You’re probably reading this on your phone or within reach of it, so put in a reminder right now so you don’t "forget." Entering a resolution start date into our calendar and blocking out the time to engage in it is a great way to strengthen our intention.

If you don’t clear the time and space for the resolution, it’s unlikely to happen.


5. This is obviously going to be at least a little challenging — prepare for that.

If you’re making a resolution, it means the thing you're endeavoring to do isn’t happening naturally. Why not? What gets in the way? What makes you fail to follow through once you start?

Make a list of the hurdles you anticipate and figure out how to get around each of them.

6. Let someone know.

We are much more likely to follow through with decisions and resolutions if there are people to whom we’re accountable (annoying as it can be to have to account to someone — when it comes to resolutions and habit change, it’s extremely helpful).

So let people in your life know about your resolutions (as long as they’re not too private), and ask them to check in with you about how well you’re keeping them.
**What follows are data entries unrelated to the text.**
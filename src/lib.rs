// src/lib.rs
// Public library surface for integration tests (and potential reuse).

pub mod aggregator;
pub mod api;
pub mod cache;
pub mod dashboard;
pub mod event;
pub mod ingest;
pub mod metrics;
pub mod retry;
pub mod severity;

// ---- Re-exports for stable public API ----
pub use crate::aggregator::{EventAggregator, FeedSnapshot};
pub use crate::api::{create_router, AppState};
pub use crate::dashboard::{calculate_percentage_change, DashboardMetrics};
pub use crate::event::{Category, Coordinates, Event, Severity, SourceKind, ThreatLevel};
pub use crate::ingest::config::AggregatorConfig;
pub use crate::ingest::types::{RawRecord, SourceAdapter};
pub use crate::retry::{RetryPolicy, SourceStatus};
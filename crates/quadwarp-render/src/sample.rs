//! Inverse bilinear sampling
//!
//! Maps a screen-space offset inside a quad back to normalized texture
//! coordinates by inverting the bilinear interpolation
//!
//! ```text
//! p(u, v) = c0 + b1*u + b2*v + b3*u*v
//! ```
//!
//! which reduces to one quadratic in v per pixel. The quad enters as three
//! basis vectors derived once per draw: b1 and b2 are the edge vectors out
//! of corner 0 (in solver corner order {ll, lr, ul, ur}), and b3 is the
//! twist term `c0 - c1 - c2 + c3`, zero exactly when the quad is a
//! parallelogram.

use quadwarp_core::{PointD, Texture, color};

/// Magnitudes below this are treated as zero by the solver.
///
/// Sized for single-precision inputs (floats carry 6-7 significant
/// digits); the solve itself runs in double precision.
pub const NEAR_ZERO: f64 = 1e-6;

/// Outcome of one warped sample.
#[derive(Debug, Clone, Copy, PartialEq, Eq)]
pub struct SampledPixel {
    /// The sampled source color. Transparent black when the solver found
    /// no texture coordinate at all.
    pub color: u32,
    /// Whether (u, v) landed inside the acceptance window.
    pub accepted: bool,
}

/// Invert the bilinear mapping for one pixel offset.
///
/// `q` is the pixel position minus corner 0 of the quad, in solver corner
/// order {ll, lr, ul, ur}. Returns the raw (u, v) solution without range
/// clamping, or `None` when the geometry admits no solution: a degenerate
/// quad, a pixel outside a non-parallelogram quad, or a denominator that
/// vanishes on both axes.
///
/// Of the two quadratic roots, the positive one is always taken. With
/// counter-clockwise winding under the solver's +y-up convention that is
/// the root landing inside the quad, so the tie-break is load-bearing, not
/// a style choice.
pub fn invert_bilinear(q: PointD, b1: PointD, b2: PointD, b3: PointD) -> Option<PointD> {
    // quadratic coefficients of A*v^2 + B*v + C = 0
    let a = b2.wedge(b3);
    let b = b3.wedge(q) - b1.wedge(b2);
    let c = b1.wedge(q);

    let v = if a.abs() < NEAR_ZERO {
        // parallelogram edges collapse the quadratic to linear form
        if b.abs() < NEAR_ZERO {
            return None;
        }
        -c / b
    } else {
        // a non-positive discriminant means the pixel is outside the quad
        let d = b * b - 4.0 * a * c;
        if d <= 0.0 {
            return None;
        }
        0.5 * (-b + d.sqrt()) / a
    };

    // solve for u on whichever axis has the larger denominator magnitude
    let denom = b1 + b3 * v;
    let u = if denom.x.abs() > denom.y.abs() {
        if denom.x.abs() < NEAR_ZERO {
            return None;
        }
        (q.x - b2.x * v) / denom.x
    } else {
        if denom.y.abs() < NEAR_ZERO {
            return None;
        }
        (q.y - b2.y * v) / denom.y
    };

    Some(PointD::new(u, v))
}

/// Solve one pixel offset and sample `source` with the result.
///
/// Whenever a texture coordinate exists the source is sampled, even when
/// the coordinate falls outside the acceptance window; the caller decides
/// what to do with rejected pixels. The v coordinate is mirrored before
/// sampling because the solve assumes +y up while image rows run top-down.
///
/// Acceptance is asymmetric: u in [0, 1), v in (0, 1].
pub fn warped_sample<T: Texture>(
    q: PointD,
    b1: PointD,
    b2: PointD,
    b3: PointD,
    source: &T,
) -> SampledPixel {
    let Some(uv) = invert_bilinear(q, b1, b2, b3) else {
        return SampledPixel {
            color: color::BLANK,
            accepted: false,
        };
    };

    let color = source.sample(uv.x as f32, (1.0 - uv.y) as f32);
    SampledPixel {
        color,
        accepted: uv.x >= 0.0 && uv.x < 1.0 && uv.y > 0.0 && uv.y <= 1.0,
    }
}

#[cfg(test)]
mod tests {
    use super::*;
    use quadwarp_core::Sprite;

    // unit square in solver order {ll, lr, ul, ur}; b3 = 0
    fn unit_square_basis() -> (PointD, PointD, PointD, PointD) {
        let c0 = PointD::new(0.0, 1.0);
        let c1 = PointD::new(1.0, 1.0);
        let c2 = PointD::new(0.0, 0.0);
        let c3 = PointD::new(1.0, 0.0);
        let b1 = c1 - c0;
        let b2 = c2 - c0;
        let b3 = c0 - c1 - c2 + c3;
        (c0, b1, b2, b3)
    }

    fn q_for(c0: PointD, x: f64, y: f64) -> PointD {
        PointD::new(x, y) - c0
    }

    #[test]
    fn test_degenerate_quad_rejects() {
        let zero = PointD::new(0.0, 0.0);
        assert_eq!(invert_bilinear(PointD::new(3.0, 3.0), zero, zero, zero), None);
    }

    #[test]
    fn test_parallelogram_interior() {
        let (c0, b1, b2, b3) = unit_square_basis();
        let uv = invert_bilinear(q_for(c0, 0.25, 0.5), b1, b2, b3).unwrap();
        assert!((uv.x - 0.25).abs() < 1e-12);
        assert!((uv.y - 0.5).abs() < 1e-12);
    }

    #[test]
    fn test_acceptance_boundaries_are_asymmetric() {
        let (c0, b1, b2, b3) = unit_square_basis();
        let src = Sprite::new(2, 2).unwrap();

        // u = 0 accepted, u = 1 rejected
        assert!(warped_sample(q_for(c0, 0.0, 0.5), b1, b2, b3, &src).accepted);
        assert!(!warped_sample(q_for(c0, 1.0, 0.5), b1, b2, b3, &src).accepted);

        // v = 1 (screen y = 0) accepted, v = 0 (screen y = 1) rejected
        assert!(warped_sample(q_for(c0, 0.5, 0.0), b1, b2, b3, &src).accepted);
        assert!(!warped_sample(q_for(c0, 0.5, 1.0), b1, b2, b3, &src).accepted);
    }

    #[test]
    fn test_general_quad_positive_root() {
        // trapezoid: ur pulled out to (3, 0), so b3 != 0
        let c0 = PointD::new(0.0, 2.0);
        let c1 = PointD::new(2.0, 2.0);
        let c2 = PointD::new(0.0, 0.0);
        let c3 = PointD::new(3.0, 0.0);
        let b1 = c1 - c0;
        let b2 = c2 - c0;
        let b3 = c0 - c1 - c2 + c3;

        let uv = invert_bilinear(PointD::new(1.0, 1.0) - c0, b1, b2, b3).unwrap();
        assert!((uv.x - 0.4).abs() < 1e-12);
        assert!((uv.y - 0.5).abs() < 1e-12);
    }

    #[test]
    fn test_general_quad_zero_discriminant_rejects() {
        // same trapezoid; at q.y = 4 the discriminant is exactly zero
        let c0 = PointD::new(0.0, 2.0);
        let c1 = PointD::new(2.0, 2.0);
        let c2 = PointD::new(0.0, 0.0);
        let c3 = PointD::new(3.0, 0.0);
        let b1 = c1 - c0;
        let b2 = c2 - c0;
        let b3 = c0 - c1 - c2 + c3;

        assert_eq!(invert_bilinear(PointD::new(1.0, 6.0) - c0, b1, b2, b3), None);
    }

    #[test]
    fn test_rejected_sample_still_reads_source() {
        let (c0, b1, b2, b3) = unit_square_basis();
        let src = quadwarp_test::color_grid(2, 2).unwrap();

        // u = 1 is rejected but the clamped sample is still taken
        let px = warped_sample(q_for(c0, 1.0, 0.0), b1, b2, b3, &src);
        assert!(!px.accepted);
        assert_ne!(px.color, quadwarp_core::color::BLANK);
    }
}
7. Resolutions last when they evolve into habits.

For resolutions to last, they have to become more automatic — like a habit. Most of us don’t have an internal debate about whether to brush our teeth every morning; we do it automatically because it’s an ingrained habit. For example, if you resolve to look for a new job, go over job listings while having your morning coffee.

Linking a new habit to an existing one is an easy way to jump-start it.

New Year's resolutions usually involve initiating new behaviors and creating new habits, and both those things are not easy to do. So make sure you devote the time and thought to plan out and execute your goals as best you can and give yourself a fighting chance at success.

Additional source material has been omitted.